A imprensa é informativa, investigativa, crítica e denunciadora. Segundo o magistrado, a mídia forma opinião, fiscaliza o poder público e, acima de tudo, dá ao cidadão a chance de ter outra visão, que não a oficial. “A imprensa dota a sociedade de espírito crítico. Ela dá o start e os indivíduos passam a pensar por conta própria”. Porém, conforme adverte, a mídia não pode se contaminar com o acirramento dos ânimos na sociedade. “A trajetória saci, de uma perna só, não se sustenta”, previne o jurista.
“O desemprego é uma dor que trinca o osso da alma", disse, diante de uma plateia de jornalistas, professores e estudantes de comunicação. Ayres Britto lamentou: “o Brasil convive hoje com a situação vexatória de ter 14 milhões de desempregados.” Recitando Esquinas, de Djavan, o magistrado aposentado chamou atenção para o que considera ser um dos “versos sociais” mais bonitos do nosso idioma: “Sabe lá o que é não ter e ter que ter para dar?”
Na democracia, disse, não é “eu participo porque sou livre”. Mas sim, “sou livre porque participo”. Ayres Britto avaliou que a sociedade civil brasileira está avançando na direção de desenvolver esses princípios fundamentais, mesmo que ainda exista um enorme descompasso entre o que sente a sociedade e o que faz o aparato estatal.
Citando também o mineiro Fernando Sabino, provoca: “É preciso fazer da queda um passo de dança”, diz o homem de estatura baixa e a envergadura moral de um gigante. Em pé, tendo nas mãos a Constituição Federal, o ex-ministro emocionou os presentes ao seminário de jornalismo internacional, promovido pela ESPM-SP e Columbia University. Defendeu que as adversidades sejam uma janela para a reorganização, uma oportunidade para projetarmos uma versão melhorada de quem somos e do nosso país.
“Juridicamente já somos um país de primeiro mundo”, compara. Ayres Britto destaca que a Constituição brasileira tem a democracia como elemento principal. E mostra que a beleza desse documento já está intrínseca em seu artigo 3o , no primeiro objetivo da República: “construir uma sociedade livre, justa e solidária”.
O desafio, agora, será de sair da normatividade para a experiência. “A saída é pela constituição e não da constituição”, fez graça. O ex-presidente do STF lembrou que o Brasil passa por uma reconceituação do que seja governabilidade estatal e da governança, no plano empresarial. “No mapa ético, quem não tem passado, não tem futuro,” alertou. E sem mencionar nomes, afirmou que “todo detentor do poder tem que ser tratado à rédea curta”. Ayres Britto conclui a fala com uma frase auspiciosa: “Não basta mudar o cara do poder. É preciso mudar a cara do poder”.

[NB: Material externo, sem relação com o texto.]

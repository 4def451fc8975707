fn main() {
    arcade_shooter::game::run();
}
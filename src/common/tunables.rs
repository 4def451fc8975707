//! Tunable gameplay constants.
//!
//! Durations are `f64` seconds: they are compared against `Time::elapsed_secs_f64`,
//! and keeping both sides in the same type keeps cooldown boundaries exact.

use bevy::prelude::*;

use crate::common::error::ConfigurationError;
use crate::plugins::damage::smoke::HealthThresholds;
use crate::plugins::projectiles::components::PoolKind;

/// Preallocated slots per pooled kind.
#[derive(Debug, Clone, Copy, PartialEq, Eq)]
pub struct PoolCapacities {
    pub bullets: usize,
    pub shells: usize,
    pub bombs: usize,
    pub missiles: usize,
}

impl PoolCapacities {
    #[inline]
    pub fn get(&self, kind: PoolKind) -> usize {
        match kind {
            PoolKind::Bullet => self.bullets,
            PoolKind::Shell => self.shells,
            PoolKind::Bomb => self.bombs,
            PoolKind::Missile => self.missiles,
        }
    }
}

impl Default for PoolCapacities {
    fn default() -> Self {
        Self { bullets: 256, shells: 64, bombs: 8, missiles: 16 }
    }
}

#[derive(Resource, Debug, Clone)]
pub struct Tunables {
    pub pixels_per_meter: f32,
    pub player_speed: f32,

    pub pools: PoolCapacities,

    // Cooldowns (seconds between accepted shots).
    pub fire_rate: f64,
    pub bomb_cooldown: f64,
    pub missile_cooldown: f64,

    // Lifetimes (seconds a pooled entity may stay active).
    pub bullet_lifetime: f64,
    pub shell_lifetime: f64,
    pub bomb_lifetime: f64,
    pub missile_lifetime: f64,
    pub missile_self_destruct: Option<f64>,

    pub bullet_speed: f32,
    pub bomb_speed: f32,
    pub missile_speed: f32,

    pub bullet_damage: f32,
    pub bomb_damage: f32,
    pub missile_damage: f32,
    pub ram_damage: f32,

    /// Radians per fixed step.
    pub missile_turn_rate: f32,

    /// Distance from the vehicle centre where projectiles appear.
    pub muzzle_offset: f32,
    /// Sideways speed given to an ejected casing.
    pub shell_eject_speed: f32,
    /// Max magnitude of the random spin given to a casing (rad/s).
    pub shell_torque: f32,
    pub shell_clink_delay: f64,

    pub damaged_threshold: f32,
    pub critical_threshold: f32,

    pub radio_interval: Option<f64>,
    pub rng_seed: u64,
}

impl Default for Tunables {
    fn default() -> Self {
        Self {
            pixels_per_meter: 20.0,
            player_speed: 420.0,
            pools: PoolCapacities::default(),
            fire_rate: 0.12,
            bomb_cooldown: 1.5,
            missile_cooldown: 0.8,
            bullet_lifetime: 1.5,
            shell_lifetime: 2.0,
            bomb_lifetime: 2.5,
            missile_lifetime: 6.0,
            missile_self_destruct: Some(4.0),
            bullet_speed: 900.0,
            bomb_speed: 260.0,
            missile_speed: 520.0,
            bullet_damage: 4.0,
            bomb_damage: 45.0,
            missile_damage: 30.0,
            ram_damage: 10.0,
            missile_turn_rate: 3.0_f32.to_radians(),
            muzzle_offset: 22.0,
            shell_eject_speed: 140.0,
            shell_torque: 18.0,
            shell_clink_delay: 0.35,
            damaged_threshold: 60.0,
            critical_threshold: 25.0,
            radio_interval: Some(20.0),
            rng_seed: 42,
        }
    }
}

impl Tunables {
    /// Health tier thresholds, validated.
    pub fn health_thresholds(&self) -> Result<HealthThresholds, ConfigurationError> {
        HealthThresholds::new(self.damaged_threshold, self.critical_threshold)
    }

    /// Check every invariant that can be checked without building anything.
    ///
    /// Pool capacities are validated by `ObjectPool::initialize` itself.
    pub fn validate(&self) -> Result<(), ConfigurationError> {
        self.health_thresholds()?;

        let intervals = [
            ("fire_rate", self.fire_rate),
            ("bomb_cooldown", self.bomb_cooldown),
            ("missile_cooldown", self.missile_cooldown),
            ("shell_clink_delay", self.shell_clink_delay),
        ];
        for (name, value) in intervals {
            if !(value >= 0.0) {
                return Err(ConfigurationError::NegativeInterval { name, value });
            }
        }

        if let Some(value) = self.radio_interval {
            if !(value > 0.0 && value.is_finite()) {
                return Err(ConfigurationError::NonPositiveInterval { name: "radio_interval", value });
            }
        }

        let finite = [
            ("shell_eject_speed", self.shell_eject_speed),
            ("shell_torque", self.shell_torque),
        ];
        for (name, value) in finite {
            if !value.is_finite() {
                return Err(ConfigurationError::NonFinite { name, value });
            }
        }

        if self.missile_turn_rate <= 0.0 {
            return Err(ConfigurationError::NonPositiveTurnRate { value: self.missile_turn_rate });
        }

        Ok(())
    }
}

#[cfg(test)]
mod tests {
    use super::*;

    #[test]
    fn defaults_are_valid() {
        assert_eq!(Tunables::default().validate(), Ok(()));
    }

    #[test]
    fn radio_interval_must_be_positive_and_finite() {
        for bad in [0.0, -5.0, f64::NAN, f64::INFINITY] {
            let tunables = Tunables { radio_interval: Some(bad), ..Default::default() };
            assert!(
                matches!(
                    tunables.validate(),
                    Err(ConfigurationError::NonPositiveInterval { name: "radio_interval", .. })
                ),
                "accepted radio_interval {bad}"
            );
        }

        let silent = Tunables { radio_interval: None, ..Default::default() };
        assert_eq!(silent.validate(), Ok(()));
    }

    #[test]
    fn casing_spin_and_speed_must_be_finite() {
        let spin = Tunables { shell_torque: f32::NAN, ..Default::default() };
        assert!(matches!(
            spin.validate(),
            Err(ConfigurationError::NonFinite { name: "shell_torque", .. })
        ));

        let speed = Tunables { shell_eject_speed: f32::INFINITY, ..Default::default() };
        assert!(matches!(
            speed.validate(),
            Err(ConfigurationError::NonFinite { name: "shell_eject_speed", .. })
        ));
    }

    #[test]
    fn nan_cooldown_is_rejected() {
        let tunables = Tunables { fire_rate: f64::NAN, ..Default::default() };
        assert!(matches!(
            tunables.validate(),
            Err(ConfigurationError::NegativeInterval { name: "fire_rate", .. })
        ));
    }
}
//! Damage: health, smoke tiers, and the one place damage is applied.

use bevy::prelude::*;

use crate::plugins::effects::EffectRequest;

pub mod smoke;

use smoke::Health;

/// Apply `amount` to `entity`'s health and forward a tier change to presentation.
///
/// Every damage source goes through here so smoke transitions are never missed.
pub fn apply_damage(
    entity: Entity,
    health: &mut Health,
    amount: f32,
    effects: &mut MessageWriter<EffectRequest>,
) {
    if let Some(transition) = health.apply_damage(amount) {
        debug!("{entity:?} smoke {:?} -> {:?}", transition.from, transition.to);
        effects.write(EffectRequest::Smoke {
            entity,
            from: transition.from,
            to: transition.to,
        });
    }
}
//! Health with discrete smoke severity.
//!
//! Health is continuous; what the player sees is one of three tiers. The tier is
//! a pure function of health and two thresholds, and only a tier *change* asks
//! presentation to swap effects. Repeated hits inside one tier never restart the
//! running smoke.

use bevy::prelude::*;

use crate::common::error::ConfigurationError;

pub const MAX_HEALTH: f32 = 100.0;

#[derive(Clone, Copy, Debug, PartialEq, Eq, Hash, Default)]
pub enum SmokeTier {
    #[default]
    Normal,
    Damaged,
    Critical,
}

/// `damaged > critical`, both on the 0..=100 health scale.
#[derive(Clone, Copy, Debug, PartialEq)]
pub struct HealthThresholds {
    damaged: f32,
    critical: f32,
}

impl HealthThresholds {
    pub fn new(damaged: f32, critical: f32) -> Result<Self, ConfigurationError> {
        if critical >= damaged {
            return Err(ConfigurationError::InvertedHealthThresholds { damaged, critical });
        }
        Ok(Self { damaged, critical })
    }

    pub fn classify(&self, health: f32) -> SmokeTier {
        if health > self.damaged {
            SmokeTier::Normal
        } else if health > self.critical {
            SmokeTier::Damaged
        } else {
            SmokeTier::Critical
        }
    }
}

#[derive(Clone, Copy, Debug, PartialEq, Eq)]
pub struct TierTransition {
    pub from: SmokeTier,
    pub to: SmokeTier,
}

#[derive(Component, Debug, Clone)]
pub struct Health {
    value: f32,
    tier: SmokeTier,
    thresholds: HealthThresholds,
}

impl Health {
    /// Full health.
    pub fn new(thresholds: HealthThresholds) -> Self {
        Self {
            value: MAX_HEALTH,
            tier: thresholds.classify(MAX_HEALTH),
            thresholds,
        }
    }

    #[inline]
    pub fn value(&self) -> f32 {
        self.value
    }

    #[inline]
    pub fn tier(&self) -> SmokeTier {
        self.tier
    }

    #[inline]
    pub fn is_wrecked(&self) -> bool {
        self.value <= 0.0
    }

    /// Clamp and store `health`; report a tier change if one happened.
    pub fn set_health(&mut self, health: f32) -> Option<TierTransition> {
        let clamped = health.clamp(0.0, MAX_HEALTH);
        if clamped == self.value {
            return None;
        }
        self.value = clamped;

        let tier = self.thresholds.classify(clamped);
        if tier == self.tier {
            return None;
        }
        let transition = TierTransition { from: self.tier, to: tier };
        self.tier = tier;
        Some(transition)
    }

    #[inline]
    pub fn apply_damage(&mut self, amount: f32) -> Option<TierTransition> {
        self.set_health(self.value - amount)
    }
}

Sobre a tentativa do Senado federal de sustar uma decisão do STF, o magistrado diz temer que políticos possam “precipitar uma fratura institucional exposta” no Brasil. Quem legisla, não interpreta o que legislou, explica. “O judiciário não governa, mas existe para evitar o desgoverno”, esclarece o jurista. O STF pode desfazer atos do Legislativo, não o contrário, pontua. “No Brasil de hoje não se pode impedir a imprensa de falar primeiro sobre as coisas e nem o judiciário de falar por último”.

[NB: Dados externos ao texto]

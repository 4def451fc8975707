//! Global state machine and fixed-step ordering.

use bevy::prelude::*;

#[derive(Debug, Clone, Copy, Eq, PartialEq, Hash, States, Default)]
pub enum GameState {
    #[default]
    InGame,
}

/// Ordering of the fixed simulation tick.
///
/// ```text
/// FixedUpdate:     Schedule -> Produce -> Fire -> Steer
/// FixedPostUpdate: Resolve (after avian collision events) -> Expire -> Commit
/// ```
///
/// Every set reads the clock once; `Commit` is the only place pooled entities go
/// back to the pool.
#[derive(SystemSet, Debug, Clone, Copy, PartialEq, Eq, Hash)]
pub enum SimSet {
    /// Due scheduled effects are released.
    Schedule,
    /// Producers write fire intent.
    Produce,
    /// Fire control consumes intent: the single writer that acquires from pools.
    Fire,
    /// Guidance and movement of live entities.
    Steer,
    /// Impacts mark projectiles for return and apply damage.
    Resolve,
    /// Lifetime expiry marks projectiles for return.
    Expire,
    /// Returns are committed to the pools.
    Commit,
}

pub fn plugin(app: &mut App) {
    app.configure_sets(
        FixedUpdate,
        (SimSet::Schedule, SimSet::Produce, SimSet::Fire, SimSet::Steer)
            .chain()
            .run_if(in_state(GameState::InGame)),
    )
    .configure_sets(
        FixedPostUpdate,
        (SimSet::Resolve, SimSet::Expire, SimSet::Commit)
            .chain()
            .run_if(in_state(GameState::InGame)),
    );
}
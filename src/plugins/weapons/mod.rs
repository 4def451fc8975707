//! Weapons plugin: fire control for vehicles.
//!
//! ```text
//! FixedUpdate
//!   Produce: (producers) -> FireRequest
//!            disable_wrecked_weapons -> EnableWeapons
//!            apply_enable_weapons
//!   Fire:    process_fire_requests
//!            FireControl::request_fire -> Pools.acquire -> activate slot
//!            -> EffectRequest bundle + FireResolved
//! ```

use bevy::prelude::*;

use crate::common::state::SimSet;
use crate::plugins::damage::smoke::Health;
use crate::plugins::projectiles::pool::Pools;

pub mod control;
pub mod fire;

pub use control::{ChannelKind, ChannelState, FireControl, FireOutcome, Rejection, WeaponChannel};
pub use fire::{FireRequest, FireResolved};

/// Turn a vehicle's weapons on or off.
#[derive(Message, Clone, Copy, Debug, PartialEq, Eq)]
pub struct EnableWeapons {
    pub vehicle: Entity,
    pub enabled: bool,
}

pub fn plugin(app: &mut App) {
    app.add_message::<FireRequest>()
        .add_message::<FireResolved>()
        .add_message::<EnableWeapons>()
        .add_systems(
            FixedUpdate,
            (disable_wrecked_weapons, apply_enable_weapons)
                .chain()
                .in_set(SimSet::Produce),
        )
        .add_systems(
            FixedUpdate,
            fire::process_fire_requests
                .in_set(SimSet::Fire)
                .run_if(resource_exists::<Pools>),
        );
}

/// A wrecked vehicle cannot shoot.
pub fn disable_wrecked_weapons(
    q: Query<(Entity, &Health, &FireControl), Changed<Health>>,
    mut writer: MessageWriter<EnableWeapons>,
) {
    for (e, health, fire_control) in &q {
        if health.is_wrecked() && fire_control.enabled() {
            writer.write(EnableWeapons { vehicle: e, enabled: false });
        }
    }
}

pub fn apply_enable_weapons(
    mut reader: MessageReader<EnableWeapons>,
    mut q: Query<&mut FireControl>,
) {
    for msg in reader.read() {
        let Ok(mut fire_control) = q.get_mut(msg.vehicle) else {
            continue;
        };
        if fire_control.enabled() != msg.enabled {
            info!("{:?} weapons {}", msg.vehicle, if msg.enabled { "enabled" } else { "disabled" });
        }
        fire_control.set_enabled(msg.enabled);
    }
}

#[cfg(test)]
mod tests;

Desenvolvimento, declarou, por fim, “deve ser a compatibilidade da riqueza do país com a riqueza do povo”. Ayres Britto convidou os empresários brasileiros a desembarcarem da propina para investirem no setor produtivo. O ministro ainda defendeu um tipo de "capitalismo social", ou uma “economia social de mercado”. E a imprensa, segundo finalizou, pode colaborar para essa mudança, ao divulgar os princípios constitucionais e promover o debate. Como cidadãos, o que buscamos é a filosofia da abundância: “Eu ganho, se todos ganham, ” ensina.